Dispersas entre los escritos antiguos de las civilizaciones hay muchas referencias crípticas que la ciencia moderna ha pasado por alto. Referencias a conceptos científicos que escapaban a la comprensión de sus autores. Referencias repetidas sin comprender que sus fuentes originales yacen perdidas en las tinieblas de la antigüedad.

 

* * *

 

Quiz se frotó los ojos y dio un buen sorbo a la Coca-Cola light. Un icono parpadeante que aparecía en la pantalla de su ordenador indicaba que el cierre de seguridad seguía vigente.

«¿Qué diablos está pasando?»

 

* * *

 

—¿Está muerto? —preguntó Grace.

—No, aún respira —aseguró Madison mientras se limpiaba la sangre de la mano en la chaqueta de Crowe.

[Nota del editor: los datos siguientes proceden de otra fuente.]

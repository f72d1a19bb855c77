//! Collaborator seams the post list core talks to.
//!
//! Everything that touches the network, disk or the presentation layer sits
//! behind one of these traits so the window logic can be driven by test
//! doubles as easily as by the HTTP client.

use anyhow::Result;
use async_trait::async_trait;
use tagview_types::{Credentials, FavoriteRequest, Post, PostsQuery};

/// Remote feed of posts
#[async_trait]
pub trait PostSource: Send + Sync {
    /// Fetch posts strictly on one side of the boundary in the query, in feed
    /// order. An empty page means the end of the feed was reached.
    async fn load_posts(&self, query: PostsQuery) -> Result<Vec<Post>>;
}

/// Remote favorite/unfavorite endpoints
#[async_trait]
pub trait FavoriteApi: Send + Sync {
    async fn favorite_post(&self, request: &FavoriteRequest) -> Result<()>;
    async fn unfavorite_post(&self, request: &FavoriteRequest) -> Result<()>;
}

/// Live view of the user's settings. Values are read on every call.
pub trait SettingsProvider: Send + Sync {
    /// Desired window capacity
    fn page_size(&self) -> usize;

    /// CORS/forwarding proxy prefixed to board requests, if any
    fn proxy_url(&self) -> Option<String> {
        None
    }
}

/// Persisted scroll anchor (id of the first post in the window)
pub trait AnchorStore: Send + Sync {
    fn saved_first_post_id(&self) -> Result<Option<i64>>;
    fn save_first_post_id(&self, id: Option<i64>) -> Result<()>;
}

/// Source of the current account credentials
pub trait AuthProvider: Send + Sync {
    fn credentials(&self) -> Option<Credentials>;
}

/// User-visible error notifications
pub trait ErrorReporter: Send + Sync {
    fn report(&self, message: &str);
}

/// Redirect to the account entry point when an action needs a login
pub trait LoginPrompt: Send + Sync {
    fn prompt_login(&self, notice: &str);
}

impl<F> ErrorReporter for F
where
    F: Fn(&str) + Send + Sync,
{
    fn report(&self, message: &str) {
        self(message)
    }
}

impl<F> LoginPrompt for F
where
    F: Fn(&str) + Send + Sync,
{
    fn prompt_login(&self, notice: &str) {
        self(notice)
    }
}

/// Fixed settings, mostly useful for embedding and tests
#[derive(Debug, Clone, Copy)]
pub struct FixedPageSize(pub usize);

impl SettingsProvider for FixedPageSize {
    fn page_size(&self) -> usize {
        self.0
    }
}

/// Anonymous session
#[derive(Debug, Clone, Copy, Default)]
pub struct Anonymous;

impl AuthProvider for Anonymous {
    fn credentials(&self) -> Option<Credentials> {
        None
    }
}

—Salgamos de aquí —instó Grace.

Madison comprobó el pulso de Crowe. Notó un latido lento pero constante. Palpó la placa de seguridad que colgaba del cuello de Crowe y se la arrancó de un tirón.

—Esto nos sacará de aquí —dijo.

Madison dobló la hoja donde había impreso el cuadrado mágico y se la guardó en el bolsillo.

—Vamos.

Grace y Madison se dirigieron a los ascensores de recepción a través de las salas vacías. Madison sentía un dolor punzante en la mandíbula. Notaba el sabor de la sangre en la boca.

—No corras —susurró Madison—. Camina deprisa, pero no llames la atención.

Madison sonrió a Zoovas, que seguía sentado detrás del mostrador de segundad.

—Volvemos enseguida —le dijo—. ¿Te apetece un café exprés?

—Estamos en alerta, doctor Madison —dijo Zoovas—. No puedo dejarle salir de la planta.

Al otro lado del pasillo se abrieron las puertas del ascensor. Occam se hallaba en su interior. Al ver a Madison y a Grace, desenfundó el arma.